How to teach Indian Psychology?

Having just finished a two-semester intensive course on Indian Psychology with the Indian Psychology Institute (IPI), Puducherry, India, I have a few insights that arose from the way it was taught.

Indian Psychology[1], more than any other subject requires an experiential understanding of the matter beyond mere intellectual knowing. Thus any attempt at teaching IP must make that the focal point. This became clear by observing, that the influence of the educator, and for that matter also the therapist, is far more important than any technique or skill taught. Learning does happen in a space where people are free to wonder, ponder and explore, while being given the resources and support to do so, without being force-fed with mere information.

Similarly in therapy, as I can say from my limited experience with a few gifted individuals, it is not the technique that heals the person, physically or psychologically, but the space of love and compassion held by the therapist, who is matured and vast enough in their own being to carry the other’s weight, hooks and limitations. That ability to teach or help by “contagion” requires that one has already refined oneself quite a lot – having let go of trauma and emotional baggage and gained a deep insight into one’s own nature. It requires that one is universal and open enough to provide such a space. To sum up, Consciousness is more important than technique.

So how then can we teach by “contagion”? How to learn to be universal and open?

Several factors I could perceive then in this course:

Firstly a small group-size is beneficial in offering a space intimate enough for the participants to share freely and openly, to experience and release. Learning happens directly from the example and influence of the teacher, as well as the horizontal exchange between the students – seeing the others struggle, change and grow has a major impact on the learning journey. Last and least influential seemed the actual content, the information taught. However, it cannot be abandoned as it forms the frame and the focal point around which the group gathers.

That was attempted here by extensively learning about concepts in blocks over a prolonged period of time. Contemplating a psychological concept from different angles, naturally will lead to an experience of it, if that is “allowed” in the paradigm. Thus the students as well as facilitators should have an attitude of seeing themselves as psychological laboratories in which individual variations of universal processes can be observed. Then the knowledge becomes part of the being and is not mere words in the memory. In the dryness of mere intellectual understanding, the essence of IP is lost and the approach rendered useless.

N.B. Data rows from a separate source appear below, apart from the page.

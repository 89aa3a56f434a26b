//! Tracing setup for the migrabase CLI
//!
//! Usage:
//!   migrabase --debug ...                   # Debug logging to stderr
//!   RUST_LOG=migrabase_store=debug migrabase  # Fine-grained log control
//!
//! Environment variables:
//!   RUST_LOG                                # Log filter (default: info)

use anyhow::{anyhow, Result};
use tracing_subscriber::EnvFilter;

/// Tracing configuration options
#[derive(Debug, Clone, Default)]
pub struct TracingConfig {
    /// Enable debug logging (sets RUST_LOG=debug if not already set)
    pub debug: bool,
    /// Level from the config file, used when neither RUST_LOG nor --debug is set
    pub default_level: Option<String>,
}

impl TracingConfig {
    fn filter(&self) -> EnvFilter {
        if let Ok(filter) = EnvFilter::try_from_default_env() {
            return filter;
        }
        if self.debug {
            return EnvFilter::new("debug");
        }
        EnvFilter::new(self.default_level.as_deref().unwrap_or("info"))
    }
}

/// Initialize console tracing. Logs go to stderr so command output stays pipeable.
pub fn init(config: &TracingConfig) -> Result<()> {
    tracing_subscriber::fmt()
        .with_env_filter(config.filter())
        .with_target(config.debug) // Show targets in debug mode
        .with_writer(std::io::stderr)
        .compact()
        .try_init()
        .map_err(|err| anyhow!(err))
}
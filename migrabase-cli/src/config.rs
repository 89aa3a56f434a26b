use std::path::PathBuf;

use anyhow::{Context, Result};
use clap::{Parser, Subcommand};
use migrabase_core::StoreConfig;

#[derive(Parser, Debug)]
pub struct ConfigArgs {
    #[command(subcommand)]
    pub command: ConfigCommands,
}

#[derive(Subcommand, Debug)]
pub enum ConfigCommands {
    /// Show config file path
    Path,
    /// Show the effective config (file + environment), password redacted
    Show,
    /// Write a default config file
    Init(InitArgs),
}

#[derive(Parser, Debug)]
pub struct InitArgs {
    /// Write to this path instead of ~/.migrabase/config.toml
    #[arg(long)]
    pub path: Option<PathBuf>,

    /// Force overwrite existing config
    #[arg(long, short)]
    pub force: bool,
}

pub fn run_config(args: ConfigArgs) -> Result<()> {
    match args.command {
        ConfigCommands::Path => run_path(),
        ConfigCommands::Show => run_show(),
        ConfigCommands::Init(args) => run_init(args),
    }
}

fn run_path() -> Result<()> {
    println!("{}", StoreConfig::config_path().display());
    Ok(())
}

fn run_show() -> Result<()> {
    let mut config = StoreConfig::load().context("failed to load config")?;
    config.database_url = config.redacted_database_url();
    print!("{}", config.to_toml()?);
    Ok(())
}

fn run_init(args: InitArgs) -> Result<()> {
    let config_path = args.path.unwrap_or_else(StoreConfig::config_path);

    if config_path.exists() && !args.force {
        return Err(anyhow::anyhow!(
            "Config already exists at {:?}\n\nUse --force to overwrite",
            config_path
        ));
    }

    if let Some(parent) = config_path.parent() {
        std::fs::create_dir_all(parent)
            .context(format!("Failed to create {:?}", parent))?;
    }

    let content = StoreConfig::default().to_toml()?;
    std::fs::write(&config_path, content)
        .context(format!("Failed to write config file: {:?}", config_path))?;

    println!("✅ Created config at: {:?}", config_path);
    println!("\nNext steps:");
    println!("  1. Edit the config: $EDITOR {:?}", config_path);
    println!("  2. Set database_url (or export DATABASE_URL)");
    println!("  3. Run: migrabase migrate");

    Ok(())
}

There were several tools applied in the course to support and facilitate this experiential learning – self-study, daily journaling, project work and minutes of silence.

The need for self-study is self-explanatory once it is clear, that one has to know oneself to know others, and that looking within is the easiest and most direct way to study psychology.

To become rigorous and clear in inner perception, journaling[2] is very helpful. Apart from offering a way of seeing one’s own change and growth over time, it also enables one to move from these subjective observations to sharing them with others so that one can compare and study them objectively.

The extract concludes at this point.